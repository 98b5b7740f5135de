//! Temporary status messages shown in place of the footer hints.

use std::time::{Duration, Instant};

/// Manages a temporary status message with optional auto-clear.
#[derive(Debug, Clone, Default)]
pub struct StatusMessage {
    message: Option<String>,
    set_at: Option<Instant>,
    auto_clear_after: Option<Duration>,
}

impl StatusMessage {
    /// Create a status message manager that never auto-clears.
    #[must_use]
    pub fn new() -> Self {
        Self::default()
    }

    /// Create a status message manager with auto-clear after duration.
    #[must_use]
    pub const fn with_auto_clear(duration: Duration) -> Self {
        Self {
            message: None,
            set_at: None,
            auto_clear_after: Some(duration),
        }
    }

    /// Set a status message.
    pub fn set(&mut self, msg: impl Into<String>) {
        self.message = Some(msg.into());
        self.set_at = Some(Instant::now());
    }

    /// Clear the status message.
    pub fn clear(&mut self) {
        self.message = None;
        self.set_at = None;
    }

    /// Drop the message if its display time has run out.
    pub fn expire(&mut self) {
        if let (Some(set_at), Some(duration)) = (self.set_at, self.auto_clear_after) {
            if set_at.elapsed() >= duration {
                self.clear();
            }
        }
    }

    /// Get the current message without checking auto-clear.
    #[must_use]
    pub fn peek(&self) -> Option<&str> {
        self.message.as_deref()
    }

    /// Check if there's an active message.
    #[must_use]
    pub const fn has_message(&self) -> bool {
        self.message.is_some()
    }
}

#[cfg(test)]
mod tests {
    use super::*;
    use std::thread;

    #[test]
    fn test_status_message_set_clear() {
        let mut status = StatusMessage::new();

        assert!(!status.has_message());
        assert!(status.peek().is_none());

        status.set("Theme: light");
        assert!(status.has_message());
        assert_eq!(status.peek(), Some("Theme: light"));

        status.clear();
        assert!(!status.has_message());
    }

    #[test]
    fn test_status_message_auto_clear() {
        let mut status = StatusMessage::with_auto_clear(Duration::from_millis(50));

        status.set("Auto clear message");
        status.expire();
        assert!(status.has_message());

        thread::sleep(Duration::from_millis(60));
        status.expire();
        assert!(!status.has_message());
    }

    #[test]
    fn test_status_message_no_auto_clear_default() {
        let mut status = StatusMessage::new();

        status.set("No auto clear");
        thread::sleep(Duration::from_millis(10));
        status.expire();
        assert!(status.has_message());
    }
}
-----
What is required — For the word "light", go through the records and show each line that carries it.

Output —
        status.set("Theme: light");
        assert_eq!(status.peek(), Some("Theme: light"));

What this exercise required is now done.